* ACTIVITY:
Among the entries that follow, the required portion opens with the line containing "2.0, height: 2.0" and closes with the line containing "assert!(rect.x + rect.width". Give that portion again exactly, and nothing else.

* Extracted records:
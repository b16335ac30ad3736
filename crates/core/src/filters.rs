//! Image post-processing applied to each rasterized slide.
//!
//! The stages run in this order: [`make_background_transparent`],
//! [`erase_region`], [`autocrop`], [`downscale`]. All of them work on RGBA8
//! buffers so the alpha channel is always present in the output.

use crate::types::RelativeBox;
use image::imageops::{self, FilterType};
use image::{DynamicImage, Rgba, RgbaImage};

/// Channel value above which a pixel counts as background white.
pub const WHITE_THRESHOLD: u8 = 250;

/// Size of the placeholder crop returned for fully transparent images.
pub const EMPTY_CROP_SIZE: u32 = 100;

/// Fully transparent white, used for every erased pixel.
const TRANSPARENT_WHITE: Rgba<u8> = Rgba([255, 255, 255, 0]);

/// Promote any decoded image to RGBA8.
pub fn to_rgba(image: DynamicImage) -> RgbaImage {
    image.into_rgba8()
}

/// Make near-white pixels fully transparent.
///
/// A pixel whose red, green and blue values all exceed [`WHITE_THRESHOLD`]
/// becomes transparent white. Every other pixel keeps its color and alpha.
/// This is a per-pixel test, so white areas enclosed by content are cleared
/// as well.
pub fn make_background_transparent(mut image: RgbaImage) -> RgbaImage {
    for pixel in image.pixels_mut() {
        let [r, g, b, _] = pixel.0;
        if r > WHITE_THRESHOLD && g > WHITE_THRESHOLD && b > WHITE_THRESHOLD {
            *pixel = TRANSPARENT_WHITE;
        }
    }
    image
}

/// Pixel rectangle `[x, x + width) × [y, y + height)` inside an image.
#[derive(Debug, Clone, Copy, PartialEq, Eq)]
pub struct PixelRect {
    pub x: u32,
    pub y: u32,
    pub width: u32,
    pub height: u32,
}

impl PixelRect {
    /// Whether the rectangle covers no pixels.
    pub fn is_empty(&self) -> bool {
        self.width == 0 || self.height == 0
    }
}

/// Map a relative box onto an image of `image_width × image_height`, grow it
/// by `margin` pixels on every side and clamp it to the image.
///
/// Returns `None` when nothing of the rectangle lies inside the image.
pub fn region_to_pixels(
    bbox: &RelativeBox,
    image_width: u32,
    image_height: u32,
    margin: u32,
) -> Option<PixelRect> {
    let w = i64::from(image_width);
    let h = i64::from(image_height);
    let m = i64::from(margin);

    // Float to int casts saturate; keep the margin arithmetic saturating too.
    let x = ((bbox.left * w as f64).floor() as i64).saturating_sub(m);
    let y = ((bbox.top * h as f64).floor() as i64).saturating_sub(m);
    let width = ((bbox.width * w as f64).floor() as i64).saturating_add(2 * m);
    let height = ((bbox.height * h as f64).floor() as i64).saturating_add(2 * m);

    let x = x.max(0);
    let y = y.max(0);
    let width = width.min(w - x);
    let height = height.min(h - y);

    if width <= 0 || height <= 0 {
        return None;
    }

    Some(PixelRect {
        x: x as u32,
        y: y as u32,
        width: width as u32,
        height: height as u32,
    })
}

/// Clear the area of a relative box, plus `margin` pixels around it.
///
/// The box is scaled to the image's pixel size, which differs from the slide's
/// vector size after rasterization. A missing box leaves the image untouched.
pub fn erase_region(mut image: RgbaImage, bbox: Option<&RelativeBox>, margin: u32) -> RgbaImage {
    let Some(bbox) = bbox else {
        return image;
    };

    let Some(rect) = region_to_pixels(bbox, image.width(), image.height(), margin) else {
        log::debug!("Title region lies outside the image, nothing to erase");
        return image;
    };

    for y in rect.y..rect.y + rect.height {
        for x in rect.x..rect.x + rect.width {
            image.put_pixel(x, y, TRANSPARENT_WHITE);
        }
    }

    image
}

/// Tight bounding box of all pixels with non-zero alpha.
pub fn content_bounds(image: &RgbaImage) -> Option<PixelRect> {
    let mut min_x = u32::MAX;
    let mut min_y = u32::MAX;
    let mut max_x = 0;
    let mut max_y = 0;
    let mut found = false;

    for (x, y, pixel) in image.enumerate_pixels() {
        if pixel.0[3] != 0 {
            found = true;
            min_x = min_x.min(x);
            min_y = min_y.min(y);
            max_x = max_x.max(x);
            max_y = max_y.max(y);
        }
    }

    found.then(|| PixelRect {
        x: min_x,
        y: min_y,
        width: max_x - min_x + 1,
        height: max_y - min_y + 1,
    })
}

/// Crop to the visible content, keeping `margin` pixels around it.
///
/// A fully transparent image yields a [`EMPTY_CROP_SIZE`] square taken from
/// the origin; any part of that square beyond the source stays transparent.
pub fn autocrop(image: RgbaImage, margin: u32) -> RgbaImage {
    let Some(bounds) = content_bounds(&image) else {
        log::debug!("Image is fully transparent, using {0}x{0} placeholder", EMPTY_CROP_SIZE);
        let mut placeholder = RgbaImage::new(EMPTY_CROP_SIZE, EMPTY_CROP_SIZE);
        for y in 0..EMPTY_CROP_SIZE.min(image.height()) {
            for x in 0..EMPTY_CROP_SIZE.min(image.width()) {
                placeholder.put_pixel(x, y, *image.get_pixel(x, y));
            }
        }
        return placeholder;
    };

    let left = bounds.x.saturating_sub(margin);
    let top = bounds.y.saturating_sub(margin);
    let right = (bounds.x + bounds.width).saturating_add(margin).min(image.width());
    let bottom = (bounds.y + bounds.height).saturating_add(margin).min(image.height());

    imageops::crop_imm(&image, left, top, right - left, bottom - top).to_image()
}

/// Shrink the image to `scale_percent` of its size with Lanczos resampling.
///
/// Scales of 100 or more return the image unchanged. Each side is at least
/// one pixel.
pub fn downscale(image: RgbaImage, scale_percent: u32) -> RgbaImage {
    if scale_percent >= 100 {
        return image;
    }

    let (width, height) = scaled_dimensions(image.width(), image.height(), scale_percent);
    imageops::resize(&image, width, height, FilterType::Lanczos3)
}

/// `floor(dimension * scale / 100)` for both sides, never below 1.
pub fn scaled_dimensions(width: u32, height: u32, scale_percent: u32) -> (u32, u32) {
    let scale = |dim: u32| ((u64::from(dim) * u64::from(scale_percent)) / 100).max(1) as u32;
    (scale(width), scale(height))
}

#[cfg(test)]
mod tests {
    use super::*;

    const OPAQUE_RED: Rgba<u8> = Rgba([200, 0, 0, 255]);

    fn blank(width: u32, height: u32) -> RgbaImage {
        RgbaImage::from_pixel(width, height, Rgba([255, 255, 255, 255]))
    }

    fn transparent(width: u32, height: u32) -> RgbaImage {
        RgbaImage::from_pixel(width, height, TRANSPARENT_WHITE)
    }

    #[test]
    fn test_to_rgba_promotes_rgb() {
        let rgb = image::RgbImage::from_pixel(3, 2, image::Rgb([10, 20, 30]));
        let rgba = to_rgba(DynamicImage::ImageRgb8(rgb));
        assert_eq!(rgba.dimensions(), (3, 2));
        assert_eq!(rgba.get_pixel(0, 0), &Rgba([10, 20, 30, 255]));
    }

    #[test]
    fn test_transparency_threshold() {
        let mut image = RgbaImage::new(5, 1);
        image.put_pixel(0, 0, Rgba([251, 251, 251, 255]));
        image.put_pixel(1, 0, Rgba([250, 255, 255, 255]));
        image.put_pixel(2, 0, Rgba([255, 255, 255, 128]));
        image.put_pixel(3, 0, Rgba([10, 20, 30, 77]));
        image.put_pixel(4, 0, Rgba([252, 253, 254, 255]));

        let result = make_background_transparent(image);

        assert_eq!(result.get_pixel(0, 0), &TRANSPARENT_WHITE);
        assert_eq!(result.get_pixel(1, 0), &Rgba([250, 255, 255, 255]));
        assert_eq!(result.get_pixel(2, 0), &TRANSPARENT_WHITE);
        assert_eq!(result.get_pixel(3, 0), &Rgba([10, 20, 30, 77]));
        assert_eq!(result.get_pixel(4, 0), &TRANSPARENT_WHITE);
    }

    #[test]
    fn test_transparency_every_channel_value() {
        let mut image = RgbaImage::new(256, 1);
        for v in 0..=255u32 {
            image.put_pixel(v, 0, Rgba([v as u8, 255, 255, 200]));
        }

        let result = make_background_transparent(image);

        for v in 0..=255u32 {
            let alpha = result.get_pixel(v, 0).0[3];
            if v > 250 {
                assert_eq!(alpha, 0, "value {}", v);
            } else {
                assert_eq!(alpha, 200, "value {}", v);
            }
        }
    }

    #[test]
    fn test_transparency_clears_enclosed_white() {
        let mut image = RgbaImage::from_pixel(3, 3, OPAQUE_RED);
        image.put_pixel(1, 1, Rgba([255, 255, 255, 255]));

        let result = make_background_transparent(image);

        assert_eq!(result.get_pixel(1, 1).0[3], 0);
        assert_eq!(result.get_pixel(0, 0), &OPAQUE_RED);
    }

    #[test]
    fn test_region_to_pixels_basic() {
        let bbox = RelativeBox { left: 0.1, top: 0.2, width: 0.5, height: 0.1 };
        let rect = region_to_pixels(&bbox, 1000, 500, 15).unwrap();
        assert_eq!(rect, PixelRect { x: 85, y: 85, width: 530, height: 80 });
    }

    #[test]
    fn test_region_to_pixels_clamped() {
        let bbox = RelativeBox { left: 0.0, top: 0.0, width: 1.0, height: 1.0 };
        let rect = region_to_pixels(&bbox, 200, 100, 15).unwrap();
        assert_eq!(rect, PixelRect { x: 0, y: 0, width: 200, height: 100 });

        let bbox = RelativeBox { left: 0.9, top: 0.9, width: 0.5, height: 0.5 };
        let rect = region_to_pixels(&bbox, 200, 100, 10).unwrap();
        assert_eq!(rect, PixelRect { x: 170, y: 80, width: 30, height: 20 });
    }

    #[test]
    fn test_region_to_pixels_never_out_of_bounds() {
        let boxes = [
            RelativeBox { left: -0.5, top: -0.5, width: 2.0, height: 2.0 },
            RelativeBox { left: 0.99, top: 0.99, width: 0.5, height: 0.5 },
            RelativeBox { left: 0.5, top: 0.0, width: 0.0, height: 0.0 },
            RelativeBox { left: 0.0, top: 0.5, width: 1.0, height: 0.01 },
        ];
        for bbox in &boxes {
            for margin in [0, 1, 15, 500] {
                if let Some(rect) = region_to_pixels(bbox, 64, 48, margin) {
                    assert!(rect.x + rect.width <= 64, "{:?} margin {}", bbox, margin);
                    assert!(rect.y + rect.height <= 48, "{:?} margin {}", bbox, margin);
                    assert!(!rect.is_empty());
                }
            }
        }
    }

    #[test]
    fn test_region_outside_image() {
        let bbox = RelativeBox { left: 2.0, top: 2.0, width: 0.1, height: 0.1 };
        assert_eq!(region_to_pixels(&bbox, 100, 100, 5), None);
    }

    #[test]
    fn test_region_to_pixels_extreme_values() {
        let bbox = RelativeBox { left: -1e300, top: 0.0, width: 0.5, height: 0.5 };
        let rect = region_to_pixels(&bbox, 100, 100, 15).unwrap();
        assert_eq!(rect, PixelRect { x: 0, y: 0, width: 80, height: 80 });

        let bbox = RelativeBox { left: 0.1, top: 0.1, width: 1e300, height: f64::INFINITY };
        let rect = region_to_pixels(&bbox, 100, 100, 15).unwrap();
        assert_eq!(rect, PixelRect { x: 0, y: 0, width: 100, height: 100 });

        let bbox = RelativeBox { left: 1e300, top: 0.0, width: 0.5, height: 0.5 };
        assert_eq!(region_to_pixels(&bbox, 100, 100, 15), None);

        let bbox = RelativeBox { left: 0.0, top: 0.0, width: f64::NEG_INFINITY, height: 0.5 };
        assert_eq!(region_to_pixels(&bbox, 100, 100, u32::MAX), None);
    }

    #[test]
    fn test_erase_region_none_is_noop() {
        let image = blank(10, 10);
        let result = erase_region(image.clone(), None, 15);
        assert_eq!(result, image);
    }

    #[test]
    fn test_erase_region_fills_rect() {
        let image = RgbaImage::from_pixel(100, 100, OPAQUE_RED);
        let bbox = RelativeBox { left: 0.2, top: 0.2, width: 0.2, height: 0.1 };

        let result = erase_region(image, Some(&bbox), 5);

        // Erased: x in [15, 45), y in [15, 35)
        assert_eq!(result.get_pixel(15, 15), &TRANSPARENT_WHITE);
        assert_eq!(result.get_pixel(44, 34), &TRANSPARENT_WHITE);
        assert_eq!(result.get_pixel(45, 34), &OPAQUE_RED);
        assert_eq!(result.get_pixel(44, 35), &OPAQUE_RED);
        assert_eq!(result.get_pixel(14, 15), &OPAQUE_RED);
    }

    #[test]
    fn test_erase_region_at_edge() {
        let image = RgbaImage::from_pixel(50, 50, OPAQUE_RED);
        let bbox = RelativeBox { left: 0.8, top: 0.8, width: 0.5, height: 0.5 };

        let result = erase_region(image, Some(&bbox), 15);

        assert_eq!(result.get_pixel(49, 49), &TRANSPARENT_WHITE);
        assert_eq!(result.get_pixel(25, 25), &TRANSPARENT_WHITE);
        assert_eq!(result.get_pixel(24, 24), &OPAQUE_RED);
    }

    #[test]
    fn test_content_bounds() {
        let mut image = transparent(20, 10);
        image.put_pixel(3, 2, OPAQUE_RED);
        image.put_pixel(7, 8, Rgba([0, 0, 0, 1]));

        let bounds = content_bounds(&image).unwrap();
        assert_eq!(bounds, PixelRect { x: 3, y: 2, width: 5, height: 7 });
    }

    #[test]
    fn test_autocrop_tight() {
        let mut image = transparent(40, 30);
        for y in 10..15 {
            for x in 5..25 {
                image.put_pixel(x, y, OPAQUE_RED);
            }
        }

        let cropped = autocrop(image, 0);
        assert_eq!(cropped.dimensions(), (20, 5));
        assert!(cropped.pixels().all(|p| *p == OPAQUE_RED));
    }

    #[test]
    fn test_autocrop_margin_clamped() {
        let mut image = transparent(40, 30);
        image.put_pixel(2, 20, OPAQUE_RED);
        image.put_pixel(30, 27, OPAQUE_RED);

        let cropped = autocrop(image, 5);

        // left 2-5 -> 0, top 20-5 = 15, right 31+5 = 36, bottom 28+5 -> 30
        assert_eq!(cropped.dimensions(), (36, 15));
        assert_eq!(cropped.get_pixel(2, 5), &OPAQUE_RED);
    }

    #[test]
    fn test_autocrop_fully_transparent() {
        let cropped = autocrop(transparent(400, 300), 20);
        assert_eq!(cropped.dimensions(), (EMPTY_CROP_SIZE, EMPTY_CROP_SIZE));
        assert!(cropped.pixels().all(|p| p.0[3] == 0));
    }

    #[test]
    fn test_autocrop_fully_transparent_small_source() {
        let cropped = autocrop(transparent(30, 20), 0);
        assert_eq!(cropped.dimensions(), (EMPTY_CROP_SIZE, EMPTY_CROP_SIZE));
    }

    #[test]
    fn test_downscale_never_upscales() {
        let image = blank(123, 45);
        assert_eq!(downscale(image.clone(), 100).dimensions(), (123, 45));
        assert_eq!(downscale(image, 250).dimensions(), (123, 45));
    }

    #[test]
    fn test_downscale_floor() {
        let image = blank(123, 45);
        assert_eq!(downscale(image.clone(), 50).dimensions(), (61, 22));
        assert_eq!(downscale(image, 20).dimensions(), (24, 9));
    }

    #[test]
    fn test_scaled_dimensions_minimum() {
        assert_eq!(scaled_dimensions(10, 3, 10), (1, 1));
        assert_eq!(scaled_dimensions(1000, 800, 0), (1, 1));
    }

    #[test]
    fn test_downscale_keeps_alpha() {
        let image = transparent(40, 40);
        let result = downscale(image, 50);
        assert_eq!(result.dimensions(), (20, 20));
        assert!(result.pixels().all(|p| p.0[3] == 0));
    }
}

* OUTPUT FOR THIS EXERCISE:
            RelativeBox { left: -0.5, top: -0.5, width: 2.0, height: 2.0 },
            RelativeBox { left: 0.99, top: 0.99, width: 0.5, height: 0.5 },
            RelativeBox { left: 0.5, top: 0.0, width: 0.0, height: 0.0 },
            RelativeBox { left: 0.0, top: 0.5, width: 1.0, height: 0.01 },
        ];
        for bbox in &boxes {
            for margin in [0, 1, 15, 500] {
                if let Some(rect) = region_to_pixels(bbox, 64, 48, margin) {
                    assert!(rect.x + rect.width <= 64, "{:?} margin {}", bbox, margin);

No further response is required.